Een aantal andere functies, dat in de loop van de negentiende eeuw in toenemende mate buiten de steden werd gevestigd, kwam terecht in het gebied langs de Amersfoortseweg. Vooral het buitengebied rond Amersfoort werd de vestigingsplaats voor kloosters en andere instellingen, zoals scholen en internaten die veelal in traditionalistische architectuur werden opgetrokken.
Ook medische en psychiatrische inrichtingen werden langs de weg gevestigd. Sommige namen een bestaande buitenplaats in gebruik, zoals de Sterrenberg (momenteel Abrona geheten) uit 1927 bij Huis ter Heide. Maar meestal werd een geheel nieuw complex aangelegd, zoals het psychiatrisch centrum Zon en Schild/Hebron uit 1928-1932. Zie hier onze vakkenpagina.
Ook een aantal kazernes kwam aan de Amersfoortseweg terecht, in het kielzog van de ingebruikname van grote militaire terreinen op de heide. In 1938-1939 werd de Du Moulinkazerne gebouwd. In 1953 volgde de Marechausseekazerne in Soesterberg. De aanwezigheid van vele militairen leidde tot de bouw van speciale woongebieden, zoals het officierenwijkje Ons Belang dat gesloopt werd om ruimte te maken voor een truckdock. Ook café Spitfire (een voormalige halte van het buurtspoor) en de oudste McDrive van Nederland zijn tekenen van de aanwezigheid van (Amerikaanse) militairen.

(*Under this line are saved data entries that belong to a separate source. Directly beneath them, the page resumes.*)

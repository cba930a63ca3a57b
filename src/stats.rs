use std::collections::HashMap;

use chrono::{Duration, NaiveDate};

use crate::model::{DreamStatistics, EntriesByDate, Entry, Tag, TagCategory};

/// Counters over the current entries. Good and bad dreams are those carrying
/// a tag whose registry category is regular or nightmare; the nightmare flag
/// also counts as bad. Tags missing from the registry are ignored.
pub fn compute(entries: &EntriesByDate, registry: &[Tag], today: NaiveDate) -> DreamStatistics {
    let categories: HashMap<&str, TagCategory> = registry
        .iter()
        .map(|t| (t.name.as_str(), t.category))
        .collect();
    let has_category = |entry: &Entry, wanted: TagCategory| {
        entry
            .tags
            .iter()
            .any(|name| categories.get(name.as_str()) == Some(&wanted))
    };

    let mut stats = DreamStatistics::default();
    for entry in entries.values().flatten() {
        stats.total_dreams += 1;
        if has_category(entry, TagCategory::Regular) {
            stats.good_dreams += 1;
        }
        if entry.is_nightmare || has_category(entry, TagCategory::Nightmare) {
            stats.bad_dreams += 1;
        }
        if entry.is_lucid {
            stats.lucid_dreams += 1;
        }
    }
    stats.streak_days = streak_days(entries, today);
    stats
}

/// Consecutive days with at least one entry, counted back from `today`.
///
/// Dates are walked newest first and each must equal `today` minus the count
/// so far, so a run that ends yesterday counts 0, as does a future-dated
/// newest entry. A newest entry two or more days old is 0 as well.
pub fn streak_days(entries: &EntriesByDate, today: NaiveDate) -> usize {
    // BTreeMap keys are ascending; walk them newest first.
    let dates: Vec<NaiveDate> = entries
        .iter()
        .filter(|(_, bucket)| !bucket.is_empty())
        .map(|(date, _)| *date)
        .rev()
        .collect();

    let Some(latest) = dates.first() else {
        return 0;
    };
    if (today - *latest).num_days() > 1 {
        return 0;
    }

    let mut streak = 0;
    for date in dates {
        if date == today - Duration::days(streak as i64) {
            streak += 1;
        } else {
            break;
        }
    }
    streak
}
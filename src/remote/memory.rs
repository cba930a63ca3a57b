use std::collections::HashMap;
use std::sync::atomic::{AtomicBool, Ordering};
use std::sync::Mutex;

use anyhow::{anyhow, Result};
use async_trait::async_trait;
use serde_json::{Map, Value};

use super::DocumentClient;

/// In-process document store. Handy for offline runs and tests; can be told
/// to fail every call to simulate a dropped connection.
#[derive(Default)]
pub struct MemoryDocumentClient {
    docs: Mutex<HashMap<(String, String), Map<String, Value>>>,
    unreachable: AtomicBool,
}

impl MemoryDocumentClient {
    pub fn new() -> Self {
        Self::default()
    }

    pub fn set_unreachable(&self, unreachable: bool) {
        self.unreachable.store(unreachable, Ordering::SeqCst);
    }

    pub fn raw_document(&self, collection: &str, key: &str) -> Option<Map<String, Value>> {
        let docs = self.docs.lock().ok()?;
        docs.get(&(collection.to_string(), key.to_string())).cloned()
    }

    pub fn is_empty(&self) -> bool {
        self.docs.lock().map(|d| d.is_empty()).unwrap_or(true)
    }

    fn check_reachable(&self) -> Result<()> {
        if self.unreachable.load(Ordering::SeqCst) {
            return Err(anyhow!("Remote store unreachable"));
        }
        Ok(())
    }
}

#[async_trait]
impl DocumentClient for MemoryDocumentClient {
    async fn get_document(&self, collection: &str, key: &str) -> Result<Option<Map<String, Value>>> {
        self.check_reachable()?;
        Ok(self.raw_document(collection, key))
    }

    async fn merge_document(&self, collection: &str, key: &str, fields: Map<String, Value>) -> Result<()> {
        self.check_reachable()?;
        let mut docs = self.docs.lock().map_err(|_| anyhow!("Document map poisoned"))?;
        let doc = docs
            .entry((collection.to_string(), key.to_string()))
            .or_default();
        doc.extend(fields);
        Ok(())
    }
}
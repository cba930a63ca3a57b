//! Field obfuscation for the remote backup.
//!
//! The key is derived from the user id alone (id as secret, id as salt), so
//! anyone who knows the id can recover the plaintext. This hides entry text
//! from casual inspection of the remote document; it is not secrecy.
//!
//! Wire form of a protected field: `hex(nonce):hex(ciphertext)`.

use anyhow::{anyhow, Context, Result};
use argon2::{password_hash::rand_core::OsRng, Argon2, Params};
use chacha20poly1305::{
    aead::{Aead, AeadCore, KeyInit},
    ChaCha20Poly1305, Nonce,
};
use zeroize::Zeroizing;

// Argon2id, OWASP minimum profile.
// m=memory (KiB), t=iterations, p=parallelism
const ARGON2_M_COST: u32 = 19456; // 19 MiB
const ARGON2_T_COST: u32 = 2;
const ARGON2_P_COST: u32 = 1;

const NONCE_LEN: usize = 12;
const SALT_DOMAIN: &str = "dreamlog/field-key/";

pub type FieldKey = Zeroizing<[u8; 32]>;

/// Derive the field key for a user id.
pub fn derive_user_key(user_id: &str) -> Result<FieldKey> {
    if user_id.is_empty() {
        return Err(anyhow!("Cannot derive a key from an empty user id"));
    }

    let params = Params::new(ARGON2_M_COST, ARGON2_T_COST, ARGON2_P_COST, Some(32))
        .map_err(|e| anyhow!("Invalid Argon2 params: {}", e))?;
    let argon2 = Argon2::new(argon2::Algorithm::Argon2id, argon2::Version::V0x13, params);

    // The domain prefix keeps the salt above Argon2's 8-byte minimum for short ids.
    let salt = format!("{SALT_DOMAIN}{user_id}");
    let mut key = [0u8; 32];
    argon2
        .hash_password_into(user_id.as_bytes(), salt.as_bytes(), &mut key)
        .map_err(|e| anyhow!("Failed to derive field key: {}", e))?;

    Ok(Zeroizing::new(key))
}

/// Derive off the async executor; Argon2 is deliberately slow.
pub async fn derive_user_key_async(user_id: String) -> Result<FieldKey> {
    tokio::task::spawn_blocking(move || derive_user_key(&user_id))
        .await
        .context("Crypto task panicked")?
}

/// Encrypt one field. Empty text is returned unchanged.
pub fn encrypt(text: &str, key: &[u8; 32]) -> Result<String> {
    if text.is_empty() {
        return Ok(String::new());
    }

    let cipher = ChaCha20Poly1305::new(key.into());
    let nonce = ChaCha20Poly1305::generate_nonce(&mut OsRng); // 96-bits; unique per field

    let ciphertext = cipher
        .encrypt(&nonce, text.as_bytes())
        .map_err(|e| anyhow!("Encryption failed: {}", e))?;

    Ok(format!("{}:{}", hex::encode(nonce), hex::encode(ciphertext)))
}

/// Strict decryption: any malformed or unauthenticated input is an error.
pub fn try_decrypt(payload: &str, key: &[u8; 32]) -> Result<String> {
    let (nonce_hex, ciphertext_hex) = payload
        .split_once(':')
        .ok_or_else(|| anyhow!("Payload is not nonce:ciphertext"))?;
    if nonce_hex.is_empty() || ciphertext_hex.is_empty() {
        return Err(anyhow!("Payload has an empty component"));
    }

    let nonce_bytes = hex::decode(nonce_hex).context("Nonce is not hex")?;
    if nonce_bytes.len() != NONCE_LEN {
        return Err(anyhow!("Nonce has wrong length: {}", nonce_bytes.len()));
    }
    let ciphertext = hex::decode(ciphertext_hex).context("Ciphertext is not hex")?;

    let cipher = ChaCha20Poly1305::new(key.into());
    let plaintext = cipher
        .decrypt(Nonce::from_slice(&nonce_bytes), ciphertext.as_slice())
        .map_err(|e| anyhow!("Decryption failed (invalid key or corrupted data): {}", e))?;

    String::from_utf8(plaintext).context("Decrypted content is not valid UTF-8")
}

/// Lenient decryption for backup reads. Legacy plaintext, data written by
/// another scheme, or corrupted values come back exactly as stored.
pub fn decrypt_or_raw(payload: &str, key: &[u8; 32]) -> String {
    if payload.is_empty() {
        return String::new();
    }
    match try_decrypt(payload, key) {
        Ok(plaintext) => plaintext,
        Err(e) => {
            tracing::debug!(error = %e, "field not decryptable, keeping stored value");
            payload.to_string()
        }
    }
}

#[cfg(test)]
mod tests {
    use super::*;

    #[test]
    fn round_trip_reproduces_title() {
        let key = derive_user_key("user-123").unwrap();
        let cipher = encrypt("I was flying over the sea", &key).unwrap();
        assert_ne!(cipher, "I was flying over the sea");
        assert!(cipher.contains(':'));
        assert_eq!(decrypt_or_raw(&cipher, &key), "I was flying over the sea");
    }

    #[test]
    fn legacy_plaintext_passes_through() {
        let key = derive_user_key("user-123").unwrap();
        assert_eq!(decrypt_or_raw("Just a title", &key), "Just a title");
        assert_eq!(decrypt_or_raw("time: 3am", &key), "time: 3am");
        assert_eq!(decrypt_or_raw("", &key), "");
    }

    #[test]
    fn wrong_user_gets_stored_value_back() {
        let alice = derive_user_key("alice-uid").unwrap();
        let bob = derive_user_key("bob-uid").unwrap();
        let cipher = encrypt("secret", &alice).unwrap();
        assert!(try_decrypt(&cipher, &bob).is_err());
        assert_eq!(decrypt_or_raw(&cipher, &bob), cipher);
    }

    #[test]
    fn same_user_derives_same_key_and_fresh_nonces() {
        let a = derive_user_key("u").unwrap();
        let b = derive_user_key("u").unwrap();
        assert_eq!(*a, *b);
        assert_ne!(encrypt("x", &a).unwrap(), encrypt("x", &a).unwrap());
    }

    #[test]
    fn empty_user_id_is_rejected() {
        assert!(derive_user_key("").is_err());
    }
}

De eerste McDrive in Nederland

Café de Spitfire

Hierbij speelde het vliegkamp Soesterberg, dat in 1910 in gebruik genomen werd, een belangrijke rol. Het kamp zou in de aanloop naar de Tweede Wereldoorlog niet alleen uitgroeien tot een belangrijk vliegveld maar ook tot een publiekstrekker voor vliegdemonstraties. Tijdens de oorlog werd het door de Duitsers uitgebouwd tot een volwaardig vliegveld met verharde start- en landingsbanen. Na de oorlog kreeg het vliegveld een functie in Navo verband en diende, naast basis voor de Koninklijke Luchtmacht, van 1954 tot 1994 als basis voor een squadron van de Amerikaanse luchtmacht. Het dorp Soesterberg groeide en bloeide door deze ontwikkelingen.

Wat nu?

De hoofdstructuur, zoals die in de zeventiende eeuw is aangelegd, is nog grotendeels aanwezig. De aandacht voor cultuurhistorie in processen van ruimtelijke ordening is sterk toegenomen. In de toekomst zullen maatregelen worden genomen om de Amersfoortseweg beter afleesbaar te maken in het landschap. Temidden van de herontwikkeling van de militaire landschappen op de Heuvelrug zal het landschapsconcept van de Amersfoortseweg een rol spelen in het ruimtelijk beleid en bij toekomstige ingrepen in de weg en de vakkenstructuur. Er wordt gestreefd naar meer eenheid in het wegprofiel door ‘beredeneerde verbetering’ of waar mogelijk reconstructie van de profilering en beplantingen, het mogelijk verzachten of ongedaan maken van de effecten van verkeerskundige ingrepen in het wegtracé en tenslotte naar herstel en doorontwikkeling van de vakkenstructuur bij mutaties van bebouwing of gebruik.